Task to carry out:
Say how many lines of the listing below contain "usize", giving the number and nothing else.
======== Record excerpts
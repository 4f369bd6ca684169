//! Shared fixtures: an in-memory row store double, row builders, and a
//! fully wired server state for exercising handlers directly.

#![allow(dead_code)]

use std::collections::BTreeMap;
use std::sync::atomic::{AtomicU64, Ordering};
use std::sync::{Arc, Mutex};

use async_trait::async_trait;
use serde_json::json;
use tempfile::TempDir;

use songdex::cache::{CacheCoordinator, MemoryResponseCache, PendingWrites};
use songdex::config::{
    AppConfig, CacheConfig, ColumnConfig, RecordingColumns, ServerConfig, SongColumns,
    StoreConfig, TableConfig, WriteConfig,
};
use songdex::error::{IndexError, Result};
use songdex::kv::FileKvStore;
use songdex::metrics::Metrics;
use songdex::server::{derived_cache_keys, AppState, SharedState};
use songdex::store::value::CellValue;
use songdex::store::{CellUpdate, Row, RowPage, RowStore};

// ---------------------------------------------------------------------------
// Row builders
// ---------------------------------------------------------------------------

/// Build a row from raw cell JSON, the way the store would return it.
pub fn row(id: &str, name: Option<&str>, cells: &[(&str, serde_json::Value)]) -> Row {
    Row {
        id: id.to_string(),
        name: name.map(str::to_string),
        values: cells
            .iter()
            .map(|(column, value)| {
                let cell: CellValue = serde_json::from_value(value.clone()).unwrap();
                (column.to_string(), cell)
            })
            .collect(),
    }
}

/// A recording row pointing at a parent song, with one playable file.
pub fn recording_row(id: &str, song_custom_id: &str, url: &str, rating: &str) -> Row {
    row(
        id,
        None,
        &[
            (
                "c-song",
                json!([{ "rowId": format!("i-parent-{}", song_custom_id), "name": format!("```#{}```", song_custom_id) }]),
            ),
            ("c-files", json!([{ "url": url, "name": "take.mp3" }])),
            ("c-rating", json!(rating)),
        ],
    )
}

// ---------------------------------------------------------------------------
// In-memory row store
// ---------------------------------------------------------------------------

/// Row store double backed by fixed tables. Pagination uses numeric
/// offset tokens; searches understand the `column:"value"` query syntax
/// against raw text cells and can be armed to fail; updates are
/// recorded, never applied.
pub struct MockRowStore {
    tables: BTreeMap<String, Vec<Row>>,
    pub updates: Mutex<Vec<(String, String, Vec<CellUpdate>)>>,
    pub list_calls: AtomicU64,
    search_failures: Mutex<Vec<String>>,
}

impl MockRowStore {
    pub fn new() -> Self {
        MockRowStore {
            tables: BTreeMap::new(),
            updates: Mutex::new(Vec::new()),
            list_calls: AtomicU64::new(0),
            search_failures: Mutex::new(Vec::new()),
        }
    }

    pub fn with_table(mut self, table: &str, rows: Vec<Row>) -> Self {
        self.tables.insert(table.to_string(), rows);
        self
    }

    pub fn recorded_updates(&self) -> Vec<(String, String, Vec<CellUpdate>)> {
        self.updates.lock().unwrap().clone()
    }

    /// Arm a search failure: any later query containing the marker
    /// answers `UpstreamUnavailable` instead of matching.
    pub fn fail_searches_containing(&self, marker: &str) {
        self.search_failures.lock().unwrap().push(marker.to_string());
    }
}

#[async_trait]
impl RowStore for MockRowStore {
    async fn list_rows(
        &self,
        table: &str,
        page_token: Option<&str>,
        limit: u32,
    ) -> Result<RowPage> {
        self.list_calls.fetch_add(1, Ordering::Relaxed);
        let rows = self
            .tables
            .get(table)
            .ok_or_else(|| IndexError::NotFound(format!("table '{}'", table)))?;
        let start = page_token
            .and_then(|token| token.parse::<usize>().ok())
            .unwrap_or(0);
        let end = (start + limit as usize).min(rows.len());
        let next_page_token = (end < rows.len()).then(|| end.to_string());
        Ok(RowPage {
            items: rows[start..end].to_vec(),
            next_page_token,
        })
    }

    async fn get_row(&self, table: &str, row_id: &str) -> Result<Row> {
        self.tables
            .get(table)
            .and_then(|rows| rows.iter().find(|r| r.id == row_id))
            .cloned()
            .ok_or_else(|| IndexError::NotFound(format!("row '{}' in '{}'", row_id, table)))
    }

    async fn search_rows(&self, table: &str, query: &str, limit: u32) -> Result<Vec<Row>> {
        if self
            .search_failures
            .lock()
            .unwrap()
            .iter()
            .any(|marker| query.contains(marker.as_str()))
        {
            return Err(IndexError::UpstreamUnavailable {
                collection: table.to_string(),
                status: 400,
            });
        }

        let Some((column, quoted)) = query.split_once(':') else {
            return Ok(Vec::new());
        };
        // column_query escapes with {:?}, which matches JSON string
        // escaping for the values these tests use.
        let value: String = serde_json::from_str(quoted).unwrap_or_default();
        Ok(self
            .tables
            .get(table)
            .map(|rows| {
                rows.iter()
                    .filter(|r| {
                        matches!(r.value(column), Some(CellValue::Text(s)) if *s == value)
                    })
                    .take(limit as usize)
                    .cloned()
                    .collect()
            })
            .unwrap_or_default())
    }

    async fn update_row(&self, table: &str, row_id: &str, cells: &[CellUpdate]) -> Result<()> {
        self.updates.lock().unwrap().push((
            table.to_string(),
            row_id.to_string(),
            cells.to_vec(),
        ));
        Ok(())
    }
}

// ---------------------------------------------------------------------------
// Config + server wiring
// ---------------------------------------------------------------------------

pub fn test_config(categories: &[&str]) -> AppConfig {
    AppConfig {
        store: StoreConfig {
            base_url: "https://rows.example.com/v1".to_string(),
            doc_id: "doc-test".to_string(),
            timeout_secs: 5,
            page_size: 500,
        },
        tables: TableConfig {
            songs: "grid-songs".to_string(),
            recordings: "grid-recordings".to_string(),
            categories: categories
                .iter()
                .map(|slug| (slug.to_string(), format!("grid-{}", slug)))
                .collect(),
        },
        columns: ColumnConfig {
            song: SongColumns {
                name: "c-name".to_string(),
                custom_id: "c-custom".to_string(),
                composer: "c-composer".to_string(),
                court: "c-court".to_string(),
                scale: "c-scale".to_string(),
                rhythm: "c-rhythm".to_string(),
                lyrics: "c-lyrics".to_string(),
                collections: "c-collections".to_string(),
                occasions: "c-occasions".to_string(),
                themes: "c-themes".to_string(),
            },
            recording: RecordingColumns {
                song: "c-song".to_string(),
                files: "c-files".to_string(),
                notes: "c-notes".to_string(),
                performers: "c-performers".to_string(),
                album: "c-album".to_string(),
                rating: "c-rating".to_string(),
            },
        },
        cache: CacheConfig::default(),
        server: ServerConfig::default(),
        writes: WriteConfig {
            rating_columns: vec!["c-rating".to_string()],
        },
    }
}

/// A wired server state over the mock store. The temp dir backs the
/// generation marker and must outlive the state.
pub struct TestServer {
    pub state: SharedState,
    pub store: Arc<MockRowStore>,
    _data_dir: TempDir,
}

pub fn server_with(config: AppConfig, store: MockRowStore) -> TestServer {
    let data_dir = TempDir::new().unwrap();
    let kv = FileKvStore::open(data_dir.path()).unwrap();
    let coordinator = CacheCoordinator::new(
        Box::new(kv),
        Box::new(MemoryResponseCache::default()),
        derived_cache_keys(&config),
    )
    .unwrap();

    let store = Arc::new(store);
    let state = Arc::new(AppState {
        config,
        store: store.clone(),
        coordinator: Arc::new(coordinator),
        pending_writes: Arc::new(PendingWrites::default()),
        metrics: Some(Arc::new(Metrics::new())),
    });
    TestServer {
        state,
        store,
        _data_dir: data_dir,
    }
}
================
Your response:
3